Saturday, May 24, 2014

Sleights of hand in Hockey's budget

You have to look hard, but there are two logical sleights of hand in Joe Hockey's fiscal policy, as dutifully expounded by his Treasury secretary, Dr Martin Parkinson, in his speech this week.

Parkinson makes three important points that have tended to be lost in all the furore over Hockey's choice of victims in his efforts to get the budget back on track. I'll take issue with the last two.

The first is the "measured pace of fiscal consolidation". ("Fiscal" is a fancy word for the budget and "fiscal consolidation" is a euphemism for the spending cuts and tax increases needed to get the budget back into surplus.)

Parko's point is that, though Hockey has announced a host of decisions to improve the budget balance, many of them don't start for a year or three and the rest don't have much effect for a few years.

Relative to the estimates we were given in the mid-year budget review just before Christmas, the effect of the measures announced in the budget, plus any revisions to the economic forecasts, is expected to reduce the deficit for next financial year by just $4 billion (relative to nominal gross domestic product of $1630 billion).

The expected improvement in the second year, 2015-16, is just $7 billion, with the same improvement the year after. Not until the fourth year, 2017-18, is a big improvement of $26 billion expected to bring the budget back almost to balance.

See how gentle it is? Why so "measured"? Because the economy is still relatively weak - "below trend", in the jargon - and is expected to stay relatively weak for another year or two as spending on the construction of new mines and gas facilities falls much further.

So Hockey delayed the effect of most of his measures until he was confident the economy could absorb the shock without falling in a heap. This is exactly what the Brits and others didn't do - which is why it's both wrong and ignorant to refer to Hockey's measures as a policy of "austerity".

Parko's second point is that the budget measures involve a "compositional switch" in government spending. Hockey's cuts are aimed at "transfer payments" (transfers of money) that flow into consumer spending.

At the same time, however, he's actually increasing investment spending on new infrastructure by almost $12 billion over five or six years. Five billion of that is his "asset recycling initiative", which offers the state governments a 15 per cent incentive to sell off some of their existing businesses and use the proceeds to build new infrastructure.

So the incentive should lead to a lot more infrastructure spending than would otherwise have occurred. And, on top of that, we know investment spending has a higher "Keynesian multiplier" than consumption spending.

This change in the mix of government spending is happening by design, intended to help fill the vacuum left in the engineering construction sector by the sharp fall in mining construction. More proof Hockey is no economic wrecker.

But this year's budget papers include a new section giving the split-up of total government spending between "recurrent" spending (cost of keeping the show going for another year) and spending on investment, something forced on Hockey as part of a deal with the Greens to remove Labor's (silly) cap on total government borrowing.
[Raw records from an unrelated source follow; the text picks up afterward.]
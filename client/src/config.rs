use serde::{Deserialize, Serialize};
use std::path::Path;
use std::time::Duration;
use std::{env, fs};

pub const ENV_API_URL: &str = "CHIFUMI_API_URL";
pub const ENV_TOKEN: &str = "CHIFUMI_TOKEN";
pub const ENV_USER_ID: &str = "CHIFUMI_USER_ID";

const DEFAULT_RETRY_DELAY_SECS: u64 = 5;

#[derive(Serialize, Deserialize, Debug, Clone, PartialEq)]
pub struct Config {
    pub server_url: Option<String>,
    pub auth_token: Option<String>,
    pub user_id: Option<String>,
    /// Seconds to wait before reopening a dropped event stream
    pub retry_delay_secs: Option<u64>,
}

impl Default for Config {
    fn default() -> Self {
        Config {
            server_url: Some("http://127.0.0.1:3000".to_string()),
            auth_token: None,
            user_id: None,
            retry_delay_secs: Some(DEFAULT_RETRY_DELAY_SECS),
        }
    }
}

impl Config {
    pub fn load_from(config_path: &str) -> std::result::Result<Config, Box<dyn std::error::Error>> {
        if Path::new(config_path).exists() {
            let content = fs::read_to_string(config_path)?;
            let config: Config = serde_json::from_str(&content)?;
            Ok(config)
        } else {
            Ok(Config::default())
        }
    }

    pub fn save_to(&self, config_path: &str) -> std::result::Result<(), Box<dyn std::error::Error>> {
        let content = serde_json::to_string_pretty(self)?;
        fs::write(config_path, content)?;
        Ok(())
    }

    /// Let `CHIFUMI_*` environment variables take precedence over the file
    pub fn apply_env(&mut self) {
        self.apply_overrides(|key| env::var(key).ok());
    }

    pub fn apply_overrides(&mut self, lookup: impl Fn(&str) -> Option<String>) {
        if let Some(url) = lookup(ENV_API_URL) {
            self.server_url = Some(url);
        }
        if let Some(token) = lookup(ENV_TOKEN) {
            self.auth_token = Some(token);
        }
        if let Some(user_id) = lookup(ENV_USER_ID) {
            self.user_id = Some(user_id);
        }
    }

    pub fn retry_delay(&self) -> Duration {
        Duration::from_secs(self.retry_delay_secs.unwrap_or(DEFAULT_RETRY_DELAY_SECS))
    }
}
What past governments haven't wanted to tell us is that about 9 per cent of their annual spending is capital, not recurrent. For the coming financial year this is $36 billion. More than half of this is capital grants to the states, 20 per cent is defence equipment and 14 per cent is building the national broadband network, leaving 11 per cent on the feds' own capital purchases.

The budget papers confirm the new government's commitment to the "medium-term fiscal strategy" first set down by the Howard government to "achieve budget surpluses, on average over the course of the economic cycle".
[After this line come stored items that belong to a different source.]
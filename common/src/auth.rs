pub const HEADER_AUTH: &str = "authorization";

/// Value of the authorization header for a bearer token
pub fn bearer(token: &str) -> String {
    format!("Bearer {token}")
}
This is a good formulation, with one, now-more-salient weakness: its failure to distinguish between recurrent and capital spending. Hockey and his boss keep saying the budget has to be returned to surplus because we're "living beyond our means" and leaving the bill for our children.

That's true only to the extent we continue borrowing to cover recurrent deficits. To the extent we borrow to help cover the cost of infrastructure - which will deliver a flow of services extending over 30, 40 even 50 years - we're not living beyond our means (any more than a family that borrows to buy its home is) and not treating the next generation unfairly.
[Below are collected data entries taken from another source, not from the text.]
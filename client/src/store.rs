//! Client-side view of one match, kept in step with the event stream.
//!
//! Snapshots from `GET /matches/{id}` replace the view wholesale; stream
//! events patch it locally. Events that change tallies or history the payload
//! does not carry (`TURN_ENDED`, `MATCH_ENDED`) ask the owner for a re-fetch
//! instead. Every activation starts a new epoch, and loads that finish after
//! the epoch moved on are dropped.

use chifumi_common::{Match, StreamEvent};
use tracing::{debug, warn};

use crate::error::ApiError;
use crate::submit::SubmitOutcome;

pub const INITIAL_STATUS: &str = "Waiting for match updates...";
pub const SUBMITTED_STATUS: &str = "Move submitted, waiting for next event...";
pub const GENERIC_UPDATE_STATUS: &str = "Update received from game.";
pub const STREAM_ERROR: &str = "SSE connection error, will retry...";

const LOAD_FAILED: &str = "Failed to load match details.";
const LOAD_NETWORK_ERROR: &str = "Network error or server is down.";
const SUBMIT_NETWORK_ERROR: &str = "Network error when trying to play turn.";

/// Outcome of applying one stream event
#[derive(Debug, Clone, PartialEq)]
pub struct StateChange {
    pub status: String,
    /// The event invalidated data only a full load can restore
    pub refetch: bool,
}

impl StateChange {
    fn new(status: impl Into<String>, refetch: bool) -> Self {
        StateChange {
            status: status.into(),
            refetch,
        }
    }
}

/// Pure transition: returns the patched snapshot when the event changes
/// structure, `None` when it leaves the snapshot as is.
pub fn reduce(snapshot: Option<&Match>, match_id: &str, event: &StreamEvent) -> (Option<Match>, StateChange) {
    match event {
        StreamEvent::PlayerJoined { user, .. } => (None, StateChange::new(format!("{user} has joined the match"), false)),
        StreamEvent::NewTurn { turn_id } => {
            let patched = match snapshot {
                Some(current) if current.current_turn_id.as_deref() == Some(turn_id.as_str()) => None,
                Some(current) => Some(Match {
                    current_turn_id: Some(turn_id.clone()),
                    ..current.clone()
                }),
                None => Some(Match::pending(match_id, Some(turn_id.clone()))),
            };
            (patched, StateChange::new(format!("Turn {turn_id} has started"), false))
        }
        StreamEvent::PlayerMoved { turn, .. } => (None, StateChange::new(format!("Player moved in turn {turn}"), false)),
        StreamEvent::TurnEnded { winner } => (
            None,
            StateChange::new(format!("Turn ended. Winner: {}", winner_label(winner)), true),
        ),
        StreamEvent::MatchEnded { winner } => (
            None,
            StateChange::new(format!("Match ended. Winner: {}", winner_label(winner)), true),
        ),
        StreamEvent::Unknown { .. } => (None, StateChange::new(GENERIC_UPDATE_STATUS, false)),
    }
}

fn winner_label(winner: &Option<String>) -> &str {
    winner.as_deref().unwrap_or("none")
}

fn load_error_text(err: &ApiError) -> String {
    match err {
        ApiError::Network(_) | ApiError::Decode(_) => LOAD_NETWORK_ERROR.to_string(),
        other => other.server_message().unwrap_or(LOAD_FAILED).to_string(),
    }
}

#[derive(Debug)]
pub struct MatchStateStore {
    match_id: Option<String>,
    snapshot: Option<Match>,
    status: String,
    error: Option<String>,
    epoch: u64,
    loads_in_flight: usize,
}

impl Default for MatchStateStore {
    fn default() -> Self {
        Self::new()
    }
}

impl MatchStateStore {
    pub fn new() -> Self {
        MatchStateStore {
            match_id: None,
            snapshot: None,
            status: INITIAL_STATUS.to_string(),
            error: None,
            epoch: 0,
            loads_in_flight: 0,
        }
    }

    /// Start tracking `match_id` from a clean slate
    pub fn activate(&mut self, match_id: &str) -> u64 {
        self.epoch += 1;
        self.match_id = Some(match_id.to_string());
        self.snapshot = None;
        self.status = INITIAL_STATUS.to_string();
        self.error = None;
        self.loads_in_flight = 0;
        self.epoch
    }

    /// Stop tracking; results of in-flight requests are ignored from now on
    pub fn deactivate(&mut self) {
        self.epoch += 1;
        self.match_id = None;
        self.snapshot = None;
        self.loads_in_flight = 0;
    }

    /// Mark a load as started. Returns the epoch to hand back to
    /// [`MatchStateStore::finish_load`] and the match to fetch.
    pub fn begin_load(&mut self) -> Option<(u64, String)> {
        let match_id = self.match_id.clone()?;
        self.loads_in_flight += 1;
        Some((self.epoch, match_id))
    }

    /// Apply a load result. Returns false when the result was stale and dropped.
    pub fn finish_load(&mut self, epoch: u64, result: Result<Match, ApiError>) -> bool {
        if !self.is_current(epoch) {
            debug!(epoch, current = self.epoch, "ignoring stale match load");
            return false;
        }

        self.loads_in_flight = self.loads_in_flight.saturating_sub(1);
        match result {
            Ok(game_match) => {
                self.snapshot = Some(game_match);
                self.error = None;
            }
            Err(err) => {
                warn!(match_id = ?self.match_id, error = %err, "match load failed");
                self.error = Some(load_error_text(&err));
            }
        }
        true
    }

    pub fn apply_event(&mut self, event: &StreamEvent) -> StateChange {
        let match_id = self.match_id.as_deref().unwrap_or_default();
        let (patched, change) = reduce(self.snapshot.as_ref(), match_id, event);

        if let Some(snapshot) = patched {
            self.snapshot = Some(snapshot);
        }
        self.status = change.status.clone();
        change
    }

    /// Reflect how a move submission ended. Returns false when stale.
    pub fn record_submission(&mut self, epoch: u64, result: &Result<SubmitOutcome, ApiError>) -> bool {
        if !self.is_current(epoch) {
            debug!(epoch, current = self.epoch, "ignoring stale move submission");
            return false;
        }

        match result {
            Ok(SubmitOutcome::Accepted) => {
                self.status = SUBMITTED_STATUS.to_string();
                self.error = None;
            }
            Ok(SubmitOutcome::Rejected(rejection)) => {
                self.error = Some(rejection.to_string());
            }
            Err(err) => {
                warn!(error = %err, "move submission failed");
                self.error = Some(SUBMIT_NETWORK_ERROR.to_string());
            }
        }
        true
    }

    pub fn connection_lost(&mut self) {
        self.error = Some(STREAM_ERROR.to_string());
    }

    fn is_current(&self, epoch: u64) -> bool {
        self.match_id.is_some() && epoch == self.epoch
    }

    pub fn match_id(&self) -> Option<&str> {
        self.match_id.as_deref()
    }

    pub fn snapshot(&self) -> Option<&Match> {
        self.snapshot.as_ref()
    }

    pub fn status(&self) -> &str {
        &self.status
    }

    pub fn error(&self) -> Option<&str> {
        self.error.as_deref()
    }

    pub fn epoch(&self) -> u64 {
        self.epoch
    }

    pub fn is_loading(&self) -> bool {
        self.loads_in_flight > 0
    }

    pub fn wins(&self) -> (u32, u32) {
        self.snapshot.as_ref().map(Match::wins).unwrap_or((0, 0))
    }
}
So setting yourself the goal of paying for all your infrastructure investment and having the government end the cycle with an ever-rising bank balance is fiscal conservatism gone crazy.

The second of the government's fiscal sleights of hand comes with Parkinson's third point: Hockey's plan involves creating "headroom for tax cuts".

In projecting government spending and revenue over the coming decade, the government has resolved to impose a cap on the growth in tax collections at 23.9 per cent of GDP. And government spending has been cut hard enough to accommodate that cap while still producing ever-growing surpluses.

Why? Because, we're told, "fiscal drag" (bracket creep) can't be allowed to run on forever. It would push low- and middle-income-earners into much higher tax brackets ("marginal tax rates") which would be both economically damaging and politically infeasible.

Fine. We've had to rely on years of bracket creep to correct the irresponsibility of Peter Costello's eight tax cuts in a row, but this can't go on for ever.

Did you see the sleight of hand? You don't need to cap tax collections just to counter bracket creep in income tax. Hockey is making room for much bigger tax cuts than that. And there's zero guarantee the chief beneficiaries of those cuts will be the low- and middle-income-earners who suffered most under the creep.